Good for you. Perfect timing


----------



## Clarq (Jul 21, 2011)

Fantastic. That's what I love about banded birds - you get a picture of where it's been and the life it's lived. It's especially cool if they're older or came from a faraway place.

I shot a banded pintail that was 5+ years old a few seasons back, and I thought that was old. 9+ is really something. Thanks for sharing.


----------



## lucky duck (Dec 17, 2008)

I was quite surprised to learn the age of the bird. But the band definitely shows its age. I'm surprised that any bird could live that long here in the valley, especially with all of the great duck hunters.


----------



## Fowlmouth (Oct 4, 2008)

Cool!!8)8)


----------



## wyogoob (Sep 7, 2007)

Amazing.

.


----------



## CPAjeff (Dec 20, 2014)

A little out of date, but an interesting read -

https://flyways.us/surveys-and-monitoring/banding-and-marking-programs/banding-factoids


----------



## lucky duck (Dec 17, 2008)

That is amazing that birds live that long!


----------



## fish-n-fool (May 26, 2009)

Congrats!

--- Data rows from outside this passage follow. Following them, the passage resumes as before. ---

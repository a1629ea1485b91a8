//! One-shot command-line client: answer questions about a URL or a local file.
//!
//! Shares configuration with the HTTP server (`.env` plus environment variables). Answers are
//! printed to stdout, one per question and in the order given; logs go to stderr.
use anyhow::{Context, Result};
use clap::Parser;
use docqa::{
    config, logging,
    document::{HttpDocumentSource, LocalOrHttpSource},
    processing::{ProcessingService, SettingsOverrides},
    upstream::RetryPolicy,
};
use std::sync::Arc;

#[derive(Parser)]
#[command(
    name = "docqa-ask",
    about = "Answer questions about a document using retrieval-augmented generation"
)]
struct Cli {
    /// Document URL (http/https) or local file path.
    #[arg(long)]
    document: String,
    /// Question to answer; repeat for several questions.
    #[arg(long = "question", short = 'q', required = true)]
    questions: Vec<String>,
    /// Number of ranked chunks used as context.
    #[arg(long)]
    top_k: Option<usize>,
    /// Words per chunk.
    #[arg(long)]
    chunk_size: Option<usize>,
    /// Words shared between adjacent chunks.
    #[arg(long)]
    chunk_overlap: Option<usize>,
    /// Character budget for the assembled context.
    #[arg(long)]
    max_context_chars: Option<usize>,
    /// Print answers as a JSON array instead of numbered lines.
    #[arg(long)]
    json: bool,
}

#[tokio::main]
async fn main() -> Result<()> {
    let cli = Cli::parse();
    let config = config::init_config().context("failed to load configuration")?;
    logging::init_tracing("warn");

    let http = HttpDocumentSource::new(
        config.document_timeout(),
        RetryPolicy::new(config.upstream_max_retries),
    )
    .context("failed to build document fetcher")?;
    let service = ProcessingService::from_config(config)
        .context("failed to initialize processing service")?
        .with_document_source(Arc::new(LocalOrHttpSource::new(http)));

    let overrides = SettingsOverrides {
        chunk_size: cli.chunk_size,
        chunk_overlap: cli.chunk_overlap,
        top_k: cli.top_k,
        max_context_chars: cli.max_context_chars,
    };
    let answers = service
        .answer_questions_with(&cli.document, &cli.questions, overrides)
        .await
        .with_context(|| format!("failed to answer questions about {}", cli.document))?;

    if cli.json {
        println!("{}", serde_json::to_string_pretty(&answers)?);
    } else {
        for (idx, (question, answer)) in cli.questions.iter().zip(&answers).enumerate() {
            println!("{}. {question}\n   {answer}", idx + 1);
        }
    }
    Ok(())
}
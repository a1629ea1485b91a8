use super::{GenerationClient, GenerationClientError};
use crate::upstream::{RetryPolicy, send_with_retry};
use async_trait::async_trait;
use reqwest::{Client, StatusCode};
use serde::Deserialize;
use serde_json::{Value, json};
use std::time::Duration;

/// Hosted generation client speaking the Gemini `generateContent` API.
pub struct GeminiGenerationClient {
    http: Client,
    endpoint: String,
    api_key: String,
    max_output_tokens: Option<u32>,
    retry: RetryPolicy,
}

impl GeminiGenerationClient {
    /// Construct a client for `model` rooted at `base_url` (e.g. `.../v1beta`).
    pub fn new(
        base_url: &str,
        api_key: String,
        model: &str,
        max_output_tokens: Option<u32>,
        timeout: Duration,
        retry: RetryPolicy,
    ) -> Result<Self, GenerationClientError> {
        let http = Client::builder()
            .user_agent("docqa/generate")
            .timeout(timeout)
            .build()?;
        let endpoint = format!(
            "{}/models/{}:generateContent",
            base_url.trim_end_matches('/'),
            model.trim_start_matches("models/")
        );
        Ok(Self {
            http,
            endpoint,
            api_key,
            max_output_tokens,
            retry,
        })
    }

    fn payload(&self, prompt: &str) -> Value {
        let contents = json!([{ "role": "user", "parts": [{ "text": prompt }] }]);
        match self.max_output_tokens {
            Some(tokens) => json!({
                "contents": contents,
                "generationConfig": { "maxOutputTokens": tokens },
            }),
            None => json!({ "contents": contents }),
        }
    }
}

#[derive(Debug, Deserialize)]
struct GenerateContentResponse {
    #[serde(default)]
    candidates: Vec<Candidate>,
}

#[derive(Debug, Deserialize)]
struct Candidate {
    content: Option<CandidateContent>,
}

#[derive(Debug, Deserialize)]
struct CandidateContent {
    #[serde(default)]
    parts: Vec<Part>,
}

#[derive(Debug, Deserialize)]
struct Part {
    text: Option<String>,
}

impl GenerateContentResponse {
    fn first_text(self) -> Option<String> {
        self.candidates
            .into_iter()
            .next()?
            .content?
            .parts
            .into_iter()
            .find_map(|part| part.text)
    }
}

#[async_trait]
impl GenerationClient for GeminiGenerationClient {
    async fn generate(&self, prompt: &str) -> Result<Option<String>, GenerationClientError> {
        let payload = self.payload(prompt);
        let response = send_with_retry(self.retry, "gemini-generate", || {
            self.http
                .post(&self.endpoint)
                .header("x-goog-api-key", &self.api_key)
                .json(&payload)
        })
        .await?;

        let status = response.status();
        if status == StatusCode::NOT_FOUND {
            return Err(GenerationClientError::ProviderUnavailable(format!(
                "Gemini endpoint {} returned 404",
                self.endpoint
            )));
        }
        if !status.is_success() {
            let body = response.text().await.unwrap_or_default();
            tracing::warn!(%status, "Gemini generation failed");
            return Err(GenerationClientError::GenerationFailed(format!(
                "Gemini returned {status}: {body}"
            )));
        }

        let body: GenerateContentResponse = response.json().await.map_err(|error| {
            GenerationClientError::InvalidResponse(format!(
                "failed to decode Gemini response: {error}"
            ))
        })?;

        Ok(body.first_text())
    }
}
//! Processing service coordinating document loading, indexing and question answering.

use crate::{
    config::Config,
    document::{DocumentSource, HttpDocumentSource, decode_bytes},
    embedding::{EmbeddingClient, get_embedding_client},
    generation::{AnswerGenerator, SENTINEL_ANSWER, get_generation_client},
    metrics::{MetricsSnapshot, PipelineMetrics},
    processing::{
        chunking::chunk_text,
        context::assemble,
        index_store::IndexStore,
        normalize::normalize,
        ranking::rank,
        summary::{is_summary_request, merge_summaries},
        types::{
            DocumentIndex, IndexReport, IndexedChunk, PipelineError, PipelineSettings,
            PipelineStage, ServiceInitError, SettingsError, SettingsOverrides, StageTracker,
        },
    },
    upstream::RetryPolicy,
};
use async_trait::async_trait;
use futures_util::future::join_all;
use sha2::{Digest, Sha256};
use std::sync::Arc;
use time::{OffsetDateTime, format_description::well_known::Rfc3339};
use tracing::Instrument;
use uuid::Uuid;

/// Runs the whole question-answering pipeline: fetch, chunk, embed, rank, generate, normalize.
///
/// The service owns long-lived handles to the embedding and generation providers, the document
/// fetcher, the metrics registry and the shared pre-built index, so the HTTP surface and the
/// CLI reuse the same components. Construct it once near process start and share it through an
/// `Arc`.
pub struct ProcessingService {
    embedding_client: Arc<dyn EmbeddingClient>,
    generator: AnswerGenerator,
    documents: Arc<dyn DocumentSource>,
    settings: PipelineSettings,
    metrics: Arc<PipelineMetrics>,
    index_store: IndexStore,
}

/// Abstraction over the pipeline used by the HTTP surface.
#[async_trait]
pub trait ProcessingApi: Send + Sync {
    /// Fetch `document_ref`, index it and answer every question against it.
    async fn answer_questions(
        &self,
        document_ref: &str,
        questions: &[String],
    ) -> Result<Vec<String>, PipelineError>;

    /// Build an index for `document_ref` and make it the shared index.
    async fn index_document(&self, document_ref: &str) -> Result<IndexReport, PipelineError>;

    /// Answer questions against the shared index.
    async fn answer_from_index(&self, questions: &[String]) -> Result<Vec<String>, PipelineError>;

    /// Answer a single `query` about an uploaded file.
    async fn analyze_upload(
        &self,
        file_name: &str,
        bytes: Vec<u8>,
        content_type: Option<&str>,
        query: &str,
    ) -> Result<String, PipelineError>;

    /// Retrieve the current metrics snapshot for diagnostics.
    fn metrics_snapshot(&self) -> MetricsSnapshot;
}
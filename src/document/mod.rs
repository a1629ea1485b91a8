//! Document acquisition: download and text extraction.
//!
//! The pipeline only needs decoded text; [`DocumentSource`] hides where the bytes come from
//! and how they are decoded. Any failure here is fatal for the request.

use crate::upstream::{RetryPolicy, send_with_retry};
use async_trait::async_trait;
use reqwest::Client;
use std::path::Path;
use std::time::Duration;
use thiserror::Error;

/// Errors raised while fetching or decoding a document.
#[derive(Debug, Error)]
pub enum DocumentError {
    /// Document reference was not a usable URL.
    #[error("invalid document reference: {0}")]
    InvalidReference(String),
    /// Download failed or timed out.
    #[error("document unavailable: {0}")]
    Unavailable(String),
    /// Bytes could not be turned into text.
    #[error("document unparsable: {0}")]
    Unparsable(String),
    /// Decoding succeeded but produced no text.
    #[error("document contains no extractable text")]
    Empty,
}

/// Capability to obtain decoded document text from a reference.
#[async_trait]
pub trait DocumentSource: Send + Sync {
    /// Download the raw bytes behind `reference`.
    async fn fetch(&self, reference: &str) -> Result<Vec<u8>, DocumentError>;

    /// Decode raw bytes into text.
    async fn decode(&self, bytes: Vec<u8>) -> Result<String, DocumentError> {
        decode_bytes(bytes, None).await
    }

    /// Fetch and decode in one step.
    async fn load(&self, reference: &str) -> Result<String, DocumentError> {
        let bytes = self.fetch(reference).await?;
        let size = bytes.len();
        let text = self.decode(bytes).await?;
        tracing::debug!(reference, bytes = size, chars = text.len(), "Document decoded");
        Ok(text)
    }
}

const PDF_MAGIC: &[u8] = b"%PDF";

/// Decode PDF or UTF-8 bytes into text.
///
/// Bytes are treated as PDF when they start with the `%PDF` magic or when `content_type`
/// declares `application/pdf`. PDF extraction runs on the blocking pool. Text that is empty
/// after trimming is rejected as [`DocumentError::Empty`].
pub async fn decode_bytes(
    bytes: Vec<u8>,
    content_type: Option<&str>,
) -> Result<String, DocumentError> {
    let declared_pdf = content_type.is_some_and(|value| {
        value
            .trim()
            .to_ascii_lowercase()
            .starts_with("application/pdf")
    });

    let text = if declared_pdf || bytes.starts_with(PDF_MAGIC) {
        tokio::task::spawn_blocking(move || pdf_extract::extract_text_from_mem(&bytes))
            .await
            .map_err(|error| DocumentError::Unparsable(format!("PDF extraction aborted: {error}")))?
            .map_err(|error| DocumentError::Unparsable(format!("PDF extraction failed: {error}")))?
    } else {
        String::from_utf8(bytes)
            .map_err(|error| DocumentError::Unparsable(format!("not valid UTF-8: {error}")))?
    };

    if text.trim().is_empty() {
        return Err(DocumentError::Empty);
    }
    Ok(text)
}

/// Downloads documents over HTTP(S).
pub struct HttpDocumentSource {
    http: Client,
    retry: RetryPolicy,
}

impl HttpDocumentSource {
    /// Construct a source whose downloads time out after `timeout`.
    pub fn new(timeout: Duration, retry: RetryPolicy) -> Result<Self, DocumentError> {
        let http = Client::builder()
            .user_agent("docqa/fetch")
            .timeout(timeout)
            .build()
            .map_err(|error| DocumentError::Unavailable(error.to_string()))?;
        Ok(Self { http, retry })
    }
}

#[async_trait]
impl DocumentSource for HttpDocumentSource {
    async fn fetch(&self, reference: &str) -> Result<Vec<u8>, DocumentError> {
        let url = reqwest::Url::parse(reference.trim())
            .map_err(|error| DocumentError::InvalidReference(format!("{reference}: {error}")))?;
        if !matches!(url.scheme(), "http" | "https") {
            return Err(DocumentError::InvalidReference(format!(
                "unsupported scheme '{}'",
                url.scheme()
            )));
        }

        let response = send_with_retry(self.retry, "document", || self.http.get(url.clone()))
            .await
            .map_err(|error| DocumentError::Unavailable(error.to_string()))?;

        let status = response.status();
        if !status.is_success() {
            return Err(DocumentError::Unavailable(format!(
                "{url} returned {status}"
            )));
        }

        let bytes = response
            .bytes()
            .await
            .map_err(|error| DocumentError::Unavailable(error.to_string()))?;
        Ok(bytes.to_vec())
    }
}

/// Resolves references as either HTTP(S) URLs or local file paths.
///
/// Used by the command-line client so documents on disk can be queried directly.
pub struct LocalOrHttpSource {
    http: HttpDocumentSource,
}

impl LocalOrHttpSource {
    /// Wrap an HTTP source with local-path fallback.
    pub fn new(http: HttpDocumentSource) -> Self {
        Self { http }
    }
}

#[async_trait]
impl DocumentSource for LocalOrHttpSource {
    async fn fetch(&self, reference: &str) -> Result<Vec<u8>, DocumentError> {
        let trimmed = reference.trim();
        if trimmed.starts_with("http://") || trimmed.starts_with("https://") {
            return self.http.fetch(trimmed).await;
        }
        let path = Path::new(trimmed);
        tokio::fs::read(path)
            .await
            .map_err(|error| DocumentError::Unavailable(format!("{}: {error}", path.display())))
    }
}
//! In-process BERT-family encoder (feature `local-model`).
//!
//! Expects a model directory containing `tokenizer.json`, `config.json` and
//! `model.safetensors` (sentence-transformers layout, e.g. `all-MiniLM-L6-v2`). Inference runs
//! on a blocking thread so the async executor stays responsive.

use super::pooling::masked_mean_pool;
use super::{EmbeddingClient, EmbeddingClientError};
use async_trait::async_trait;
use candle_core::{DType, Device, Tensor};
use candle_nn::VarBuilder;
use candle_transformers::models::bert::{BertModel, Config as BertConfig};
use std::path::Path;
use std::sync::Arc;
use tokenizers::Tokenizer;

const MAX_TOKENS: usize = 256;

struct Encoder {
    model: BertModel,
    tokenizer: Tokenizer,
    device: Device,
}

/// Embedding client running a local encoder with mean pooling.
pub struct LocalModelClient {
    encoder: Arc<Encoder>,
}

impl LocalModelClient {
    /// Load tokenizer, config and weights from `dir`.
    pub fn load(dir: impl AsRef<Path>) -> Result<Self, EmbeddingClientError> {
        let dir = dir.as_ref();
        let device = Device::Cpu;

        let tokenizer = Tokenizer::from_file(dir.join("tokenizer.json"))
            .map_err(|error| model_error("failed to load tokenizer", error))?;
        let raw_config = std::fs::read_to_string(dir.join("config.json"))
            .map_err(|error| model_error("failed to read config.json", error))?;
        let config: BertConfig = serde_json::from_str(&raw_config)
            .map_err(|error| model_error("failed to parse config.json", error))?;
        // SAFETY: the weights file is mapped read-only and not modified while the model lives.
        let vb = unsafe {
            VarBuilder::from_mmaped_safetensors(
                &[dir.join("model.safetensors")],
                DType::F32,
                &device,
            )
        }
        .map_err(|error| model_error("failed to map weights", error))?;
        let model =
            BertModel::load(vb, &config).map_err(|error| model_error("failed to build model", error))?;

        tracing::info!(dir = %dir.display(), "Local embedding model loaded");
        Ok(Self {
            encoder: Arc::new(Encoder {
                model,
                tokenizer,
                device,
            }),
        })
    }
}

impl Encoder {
    fn embed(&self, text: &str) -> Result<Vec<f32>, EmbeddingClientError> {
        let encoding = self
            .tokenizer
            .encode(text, true)
            .map_err(|error| model_error("tokenization failed", error))?;
        let mut ids = encoding.get_ids().to_vec();
        let mut mask = encoding.get_attention_mask().to_vec();
        ids.truncate(MAX_TOKENS);
        mask.truncate(MAX_TOKENS);
        let len = ids.len();

        let input_ids = Tensor::new(ids.as_slice(), &self.device)
            .and_then(|t| t.reshape((1, len)))
            .map_err(|error| model_error("failed to build input tensor", error))?;
        let token_type_ids = input_ids
            .zeros_like()
            .map_err(|error| model_error("failed to build token types", error))?;
        let attention = Tensor::new(mask.as_slice(), &self.device)
            .and_then(|t| t.reshape((1, len)))
            .map_err(|error| model_error("failed to build attention mask", error))?;

        let hidden = self
            .model
            .forward(&input_ids, &token_type_ids, Some(&attention))
            .and_then(|t| t.squeeze(0))
            .and_then(|t| t.to_vec2::<f32>())
            .map_err(|error| model_error("forward pass failed", error))?;

        Ok(masked_mean_pool(&hidden, &mask))
    }
}

fn model_error(context: &str, error: impl std::fmt::Display) -> EmbeddingClientError {
    EmbeddingClientError::Model(format!("{context}: {error}"))
}

#[async_trait]
impl EmbeddingClient for LocalModelClient {
    async fn embed(&self, text: &str) -> Result<Vec<f32>, EmbeddingClientError> {
        if text.trim().is_empty() {
            return Err(EmbeddingClientError::EmptyInput);
        }
        let encoder = Arc::clone(&self.encoder);
        let text = text.to_string();
        tokio::task::spawn_blocking(move || encoder.embed(&text))
            .await
            .map_err(|error| model_error("inference task panicked", error))?
    }
}
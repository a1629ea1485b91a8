use super::{EmbeddingClient, EmbeddingClientError};
use async_trait::async_trait;
use ollama_rs::Ollama;
use ollama_rs::generation::embeddings::request::{EmbeddingsInput, GenerateEmbeddingsRequest};
use reqwest::{Client, Url};
use std::time::Duration;

/// Embedding client backed by a local Ollama runtime.
///
/// Tokenization, the forward pass and pooling all happen inside Ollama; this adapter only
/// forwards the text and unwraps the single returned vector.
pub struct OllamaEmbeddingClient {
    ollama: Ollama,
    model: String,
}

impl OllamaEmbeddingClient {
    /// Construct a client for `model` served at `base_url` (e.g. `http://127.0.0.1:11434`).
    ///
    /// Every embedding call is bounded by `timeout`.
    pub fn new(base_url: &str, model: &str, timeout: Duration) -> Result<Self, EmbeddingClientError> {
        let (host, port) = split_host_port(base_url)?;
        let http = Client::builder()
            .user_agent("docqa/embed")
            .timeout(timeout)
            .build()?;
        Ok(Self {
            ollama: Ollama::new_with_client(host, port, http),
            model: model.to_string(),
        })
    }
}

/// Split a base URL into the `scheme://host` and port pair `ollama-rs` expects.
pub(crate) fn split_host_port(base_url: &str) -> Result<(String, u16), EmbeddingClientError> {
    let url = Url::parse(base_url.trim())
        .map_err(|error| EmbeddingClientError::Request(format!("invalid Ollama URL: {error}")))?;
    let host = url
        .host_str()
        .ok_or_else(|| EmbeddingClientError::Request("Ollama URL has no host".into()))?;
    let port = url.port_or_known_default().unwrap_or(11434);
    Ok((format!("{}://{}", url.scheme(), host), port))
}

#[async_trait]
impl EmbeddingClient for OllamaEmbeddingClient {
    async fn embed(&self, text: &str) -> Result<Vec<f32>, EmbeddingClientError> {
        if text.trim().is_empty() {
            return Err(EmbeddingClientError::EmptyInput);
        }

        let request = GenerateEmbeddingsRequest::new(
            self.model.clone(),
            EmbeddingsInput::Single(text.to_string()),
        );
        let response = self
            .ollama
            .generate_embeddings(request)
            .await
            .map_err(|error| EmbeddingClientError::Request(error.to_string()))?;

        response
            .embeddings
            .into_iter()
            .next()
            .filter(|values| !values.is_empty())
            .ok_or_else(|| EmbeddingClientError::InvalidResponse("Ollama returned no vectors".into()))
    }
}
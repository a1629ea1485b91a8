//! Text-generation clients and grounded answer generation.
//!
//! Providers implement [`GenerationClient`]; [`AnswerGenerator`] layers the prompt template and
//! the empty-candidate policy on top so the orchestrator never deals with wire formats.

mod gemini;
mod ollama;
pub mod prompt;

use crate::config::{Config, GenerationProvider};
use crate::upstream::RetryPolicy;
use async_trait::async_trait;
use std::sync::Arc;
use thiserror::Error;

pub use gemini::GeminiGenerationClient;
pub use ollama::OllamaGenerationClient;
pub use prompt::PromptTemplate;

/// Fixed fallback answer used whenever no grounded answer can be produced.
pub const SENTINEL_ANSWER: &str = "Not found in document.";

/// Errors surfaced while calling a text-generation provider.
#[derive(Debug, Error)]
pub enum GenerationClientError {
    /// Provider was misconfigured or unreachable.
    #[error("generation provider unavailable: {0}")]
    ProviderUnavailable(String),
    /// Provider returned an error response.
    #[error("failed to generate answer: {0}")]
    GenerationFailed(String),
    /// Provider response could not be parsed.
    #[error("malformed provider response: {0}")]
    InvalidResponse(String),
}

impl From<reqwest::Error> for GenerationClientError {
    fn from(error: reqwest::Error) -> Self {
        Self::ProviderUnavailable(error.to_string())
    }
}

/// Interface implemented by text-generation providers.
#[async_trait]
pub trait GenerationClient: Send + Sync {
    /// Send one prompt and return the first candidate's text.
    ///
    /// `Ok(None)` means the provider answered successfully but produced no candidate.
    async fn generate(&self, prompt: &str) -> Result<Option<String>, GenerationClientError>;
}

#[async_trait]
impl<T: GenerationClient + ?Sized> GenerationClient for Arc<T> {
    async fn generate(&self, prompt: &str) -> Result<Option<String>, GenerationClientError> {
        (**self).generate(prompt).await
    }
}

/// Build the generation client selected by configuration.
pub fn get_generation_client(
    config: &Config,
) -> Result<Box<dyn GenerationClient>, GenerationClientError> {
    let retry = RetryPolicy::new(config.upstream_max_retries);
    let client: Box<dyn GenerationClient> = match config.generation_provider {
        GenerationProvider::Gemini => {
            let api_key = config.gemini_api_key.clone().ok_or_else(|| {
                GenerationClientError::ProviderUnavailable("GEMINI_API_KEY is not configured".into())
            })?;
            Box::new(GeminiGenerationClient::new(
                &config.gemini_api_url,
                api_key,
                &config.generation_model,
                config.generation_max_output_tokens,
                config.generation_timeout(),
                retry,
            )?)
        }
        GenerationProvider::Ollama => Box::new(OllamaGenerationClient::new(
            &config.ollama_url,
            &config.generation_model,
            config.generation_timeout(),
            retry,
        )?),
    };
    tracing::info!(
        provider = ?config.generation_provider,
        model = %config.generation_model,
        "Generation client initialized"
    );
    Ok(client)
}

/// Grounded answer generation: render the prompt, call the provider, pick the first candidate.
pub struct AnswerGenerator {
    client: Arc<dyn GenerationClient>,
    template: PromptTemplate,
}

impl AnswerGenerator {
    /// Wrap `client` with the default grounded prompt template.
    pub fn new(client: Arc<dyn GenerationClient>) -> Self {
        Self::with_template(client, PromptTemplate::default())
    }

    /// Wrap `client` with a custom template.
    pub fn with_template(client: Arc<dyn GenerationClient>, template: PromptTemplate) -> Self {
        Self { client, template }
    }

    /// Answer `question` strictly from `context`.
    ///
    /// A response without any candidate is treated as a valid empty result and mapped to
    /// [`SENTINEL_ANSWER`]; transport and status failures are returned as errors.
    pub async fn generate(
        &self,
        question: &str,
        context: &str,
    ) -> Result<String, GenerationClientError> {
        let prompt = self.template.render_answer(question, context);
        self.complete(&prompt).await
    }

    /// Summarize one passage of document text.
    pub async fn summarize(&self, passage: &str) -> Result<String, GenerationClientError> {
        let prompt = self.template.render_summary(passage);
        self.complete(&prompt).await
    }

    /// Answer a summary-style request from an already condensed document summary.
    pub async fn answer_from_summary(
        &self,
        request: &str,
        summary: &str,
    ) -> Result<String, GenerationClientError> {
        let prompt = self.template.render_summary_answer(request, summary);
        self.complete(&prompt).await
    }

    async fn complete(&self, prompt: &str) -> Result<String, GenerationClientError> {
        match self.client.generate(prompt).await? {
            Some(text) if !text.trim().is_empty() => Ok(text),
            _ => {
                tracing::debug!("Generation returned no candidate; using sentinel answer");
                Ok(SENTINEL_ANSWER.to_string())
            }
        }
    }
}

#[cfg(test)]
mod tests {
    use super::*;
    use std::sync::Mutex;

    struct RecordingClient {
        prompts: Mutex<Vec<String>>,
        reply: Option<String>,
    }

    #[async_trait]
    impl GenerationClient for RecordingClient {
        async fn generate(&self, prompt: &str) -> Result<Option<String>, GenerationClientError> {
            self.prompts.lock().unwrap().push(prompt.to_string());
            Ok(self.reply.clone())
        }
    }

    #[tokio::test]
    async fn prompt_carries_context_and_question() {
        let client = Arc::new(RecordingClient {
            prompts: Mutex::new(Vec::new()),
            reply: Some("30 days".into()),
        });
        let generator = AnswerGenerator::new(client.clone());

        let answer = generator
            .generate("What is the grace period?", "The grace period is thirty days.")
            .await
            .unwrap();

        assert_eq!(answer, "30 days");
        let prompts = client.prompts.lock().unwrap();
        assert!(prompts[0].contains("The grace period is thirty days."));
        assert!(prompts[0].contains("Question: What is the grace period?"));
    }

    #[tokio::test]
    async fn missing_candidate_maps_to_sentinel() {
        let client = Arc::new(RecordingClient {
            prompts: Mutex::new(Vec::new()),
            reply: None,
        });
        let generator = AnswerGenerator::new(client);
        let answer = generator.generate("q", "ctx").await.unwrap();
        assert_eq!(answer, SENTINEL_ANSWER);
    }
}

Doesn't surprise me he is so old. Pintails are so wary and hard to bring in. That's really cool. 

Sent from my Nexus 6P using Tapatalk


----------



## dkhntrdstn (Sep 7, 2007)

awesome. congrats


----------



## LostLouisianian (Oct 11, 2010)

You should have him stuffed band included.....wow I'm officially jealous


----------



## lucky duck (Dec 17, 2008)

LostLouisianian said:


> You should have him stuffed band included.....wow I'm officially jealous


I would have him stuffed with the band on, but I already have a Pintail from 2006 mounted.................. With a band...........:grin:


----------



## fish-n-fool (May 26, 2009)

lucky duck said:


> I would have him stuffed with the band on, but I already have a Pintail from 2006 mounted.................. With a band...........:grin:


Your screen name fits you well. LOL!-O,-


----------